START RAW DATA
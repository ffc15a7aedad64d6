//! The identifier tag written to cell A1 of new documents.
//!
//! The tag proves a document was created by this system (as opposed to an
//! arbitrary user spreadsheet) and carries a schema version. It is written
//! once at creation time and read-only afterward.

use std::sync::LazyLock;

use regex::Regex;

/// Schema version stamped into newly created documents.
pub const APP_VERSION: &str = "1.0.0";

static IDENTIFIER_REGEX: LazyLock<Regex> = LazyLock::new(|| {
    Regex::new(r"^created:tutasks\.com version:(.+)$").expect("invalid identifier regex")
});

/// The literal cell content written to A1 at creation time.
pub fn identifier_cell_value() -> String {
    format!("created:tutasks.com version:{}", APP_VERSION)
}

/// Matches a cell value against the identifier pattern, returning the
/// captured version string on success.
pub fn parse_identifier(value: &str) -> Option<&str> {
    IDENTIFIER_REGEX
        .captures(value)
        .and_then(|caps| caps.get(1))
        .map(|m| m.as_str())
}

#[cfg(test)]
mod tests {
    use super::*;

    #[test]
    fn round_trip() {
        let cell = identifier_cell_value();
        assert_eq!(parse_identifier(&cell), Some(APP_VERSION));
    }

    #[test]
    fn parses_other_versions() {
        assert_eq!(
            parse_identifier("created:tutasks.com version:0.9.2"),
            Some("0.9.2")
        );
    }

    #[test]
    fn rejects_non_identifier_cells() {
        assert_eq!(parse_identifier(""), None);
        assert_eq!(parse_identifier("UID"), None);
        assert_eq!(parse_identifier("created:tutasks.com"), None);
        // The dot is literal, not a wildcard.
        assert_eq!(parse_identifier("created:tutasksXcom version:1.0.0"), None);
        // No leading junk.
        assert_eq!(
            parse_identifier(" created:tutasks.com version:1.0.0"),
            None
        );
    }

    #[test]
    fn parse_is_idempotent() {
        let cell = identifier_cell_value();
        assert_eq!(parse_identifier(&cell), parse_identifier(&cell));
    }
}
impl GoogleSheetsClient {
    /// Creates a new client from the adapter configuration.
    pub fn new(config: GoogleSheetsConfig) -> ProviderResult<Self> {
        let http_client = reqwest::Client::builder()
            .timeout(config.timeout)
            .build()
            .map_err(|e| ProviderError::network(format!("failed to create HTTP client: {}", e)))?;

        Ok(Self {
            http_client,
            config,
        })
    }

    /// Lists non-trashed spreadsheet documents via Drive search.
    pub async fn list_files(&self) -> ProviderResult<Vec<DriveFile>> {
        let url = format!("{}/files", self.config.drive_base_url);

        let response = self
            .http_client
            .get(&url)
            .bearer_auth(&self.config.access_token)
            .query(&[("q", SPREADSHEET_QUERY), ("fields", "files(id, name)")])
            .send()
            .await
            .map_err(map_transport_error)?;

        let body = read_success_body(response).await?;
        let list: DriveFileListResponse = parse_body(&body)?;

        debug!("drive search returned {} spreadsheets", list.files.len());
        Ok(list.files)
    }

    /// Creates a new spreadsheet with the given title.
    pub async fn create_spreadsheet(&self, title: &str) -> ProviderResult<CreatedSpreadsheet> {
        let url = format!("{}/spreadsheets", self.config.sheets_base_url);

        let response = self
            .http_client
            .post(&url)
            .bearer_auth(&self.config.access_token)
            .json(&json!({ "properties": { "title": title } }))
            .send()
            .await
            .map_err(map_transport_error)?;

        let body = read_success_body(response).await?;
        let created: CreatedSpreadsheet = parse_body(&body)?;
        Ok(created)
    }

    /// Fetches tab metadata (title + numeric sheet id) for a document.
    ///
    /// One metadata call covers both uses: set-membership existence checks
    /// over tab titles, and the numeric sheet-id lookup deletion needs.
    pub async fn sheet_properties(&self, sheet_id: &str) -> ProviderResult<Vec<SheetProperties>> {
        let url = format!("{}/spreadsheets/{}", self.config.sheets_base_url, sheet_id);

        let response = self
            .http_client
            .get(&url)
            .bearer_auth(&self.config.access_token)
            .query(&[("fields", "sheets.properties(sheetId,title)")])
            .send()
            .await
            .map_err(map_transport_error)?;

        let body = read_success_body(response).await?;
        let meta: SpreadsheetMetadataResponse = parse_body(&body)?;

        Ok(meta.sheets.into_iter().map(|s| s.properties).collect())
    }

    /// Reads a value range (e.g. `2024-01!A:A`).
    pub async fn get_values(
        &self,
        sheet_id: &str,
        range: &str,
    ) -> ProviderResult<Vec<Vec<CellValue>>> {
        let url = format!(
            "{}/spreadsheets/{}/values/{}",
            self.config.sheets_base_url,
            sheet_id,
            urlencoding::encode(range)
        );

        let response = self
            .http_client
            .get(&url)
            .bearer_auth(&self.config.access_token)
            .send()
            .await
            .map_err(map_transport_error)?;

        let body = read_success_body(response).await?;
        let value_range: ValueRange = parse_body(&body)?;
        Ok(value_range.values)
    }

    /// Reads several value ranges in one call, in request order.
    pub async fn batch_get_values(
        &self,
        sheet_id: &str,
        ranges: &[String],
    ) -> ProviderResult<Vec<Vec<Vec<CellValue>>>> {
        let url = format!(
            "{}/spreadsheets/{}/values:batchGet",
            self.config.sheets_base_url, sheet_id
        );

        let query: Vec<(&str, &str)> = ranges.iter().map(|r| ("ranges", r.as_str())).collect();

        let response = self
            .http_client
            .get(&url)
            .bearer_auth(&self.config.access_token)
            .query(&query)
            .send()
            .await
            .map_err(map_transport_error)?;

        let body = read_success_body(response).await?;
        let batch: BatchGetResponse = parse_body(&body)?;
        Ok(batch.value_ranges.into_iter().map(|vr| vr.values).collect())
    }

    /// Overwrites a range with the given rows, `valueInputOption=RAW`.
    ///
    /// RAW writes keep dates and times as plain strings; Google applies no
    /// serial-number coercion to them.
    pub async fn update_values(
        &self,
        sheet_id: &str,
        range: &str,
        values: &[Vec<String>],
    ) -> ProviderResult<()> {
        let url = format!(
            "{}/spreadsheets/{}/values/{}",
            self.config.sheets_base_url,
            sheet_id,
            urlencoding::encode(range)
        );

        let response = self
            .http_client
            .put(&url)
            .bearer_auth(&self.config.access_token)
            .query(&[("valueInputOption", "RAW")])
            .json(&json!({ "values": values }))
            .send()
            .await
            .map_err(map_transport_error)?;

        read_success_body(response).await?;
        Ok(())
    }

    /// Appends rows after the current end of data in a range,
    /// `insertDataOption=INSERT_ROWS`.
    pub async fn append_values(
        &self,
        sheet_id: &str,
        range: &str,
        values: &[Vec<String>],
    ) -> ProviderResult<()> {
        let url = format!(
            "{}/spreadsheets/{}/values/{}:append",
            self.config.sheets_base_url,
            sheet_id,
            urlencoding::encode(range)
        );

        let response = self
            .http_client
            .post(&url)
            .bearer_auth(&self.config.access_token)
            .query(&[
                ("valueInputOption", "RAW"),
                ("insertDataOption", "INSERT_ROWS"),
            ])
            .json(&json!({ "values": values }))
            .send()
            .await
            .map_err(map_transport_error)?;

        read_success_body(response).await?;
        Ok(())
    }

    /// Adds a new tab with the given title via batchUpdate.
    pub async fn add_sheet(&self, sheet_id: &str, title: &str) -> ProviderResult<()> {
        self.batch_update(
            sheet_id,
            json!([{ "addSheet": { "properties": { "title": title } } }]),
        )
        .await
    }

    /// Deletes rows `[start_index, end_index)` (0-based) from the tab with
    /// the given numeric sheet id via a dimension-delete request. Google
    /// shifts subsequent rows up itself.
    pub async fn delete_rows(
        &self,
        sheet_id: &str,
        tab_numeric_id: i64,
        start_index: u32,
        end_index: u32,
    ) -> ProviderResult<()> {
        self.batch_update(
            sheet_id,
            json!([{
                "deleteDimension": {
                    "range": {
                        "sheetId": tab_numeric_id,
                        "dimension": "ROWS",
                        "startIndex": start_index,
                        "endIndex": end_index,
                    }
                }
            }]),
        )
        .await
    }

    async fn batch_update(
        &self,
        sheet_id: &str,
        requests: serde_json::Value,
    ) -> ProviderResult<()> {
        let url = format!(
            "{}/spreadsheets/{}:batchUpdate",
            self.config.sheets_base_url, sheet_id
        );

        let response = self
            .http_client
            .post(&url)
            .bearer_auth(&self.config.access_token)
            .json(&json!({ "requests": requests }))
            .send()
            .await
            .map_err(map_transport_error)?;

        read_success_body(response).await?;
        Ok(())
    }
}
END RAW DATA
* **WHAT IS EXPECTED**
Determine how many lines of the data above contain the string "async", and answer with the number only.

* **YOUR RESPONSE**
10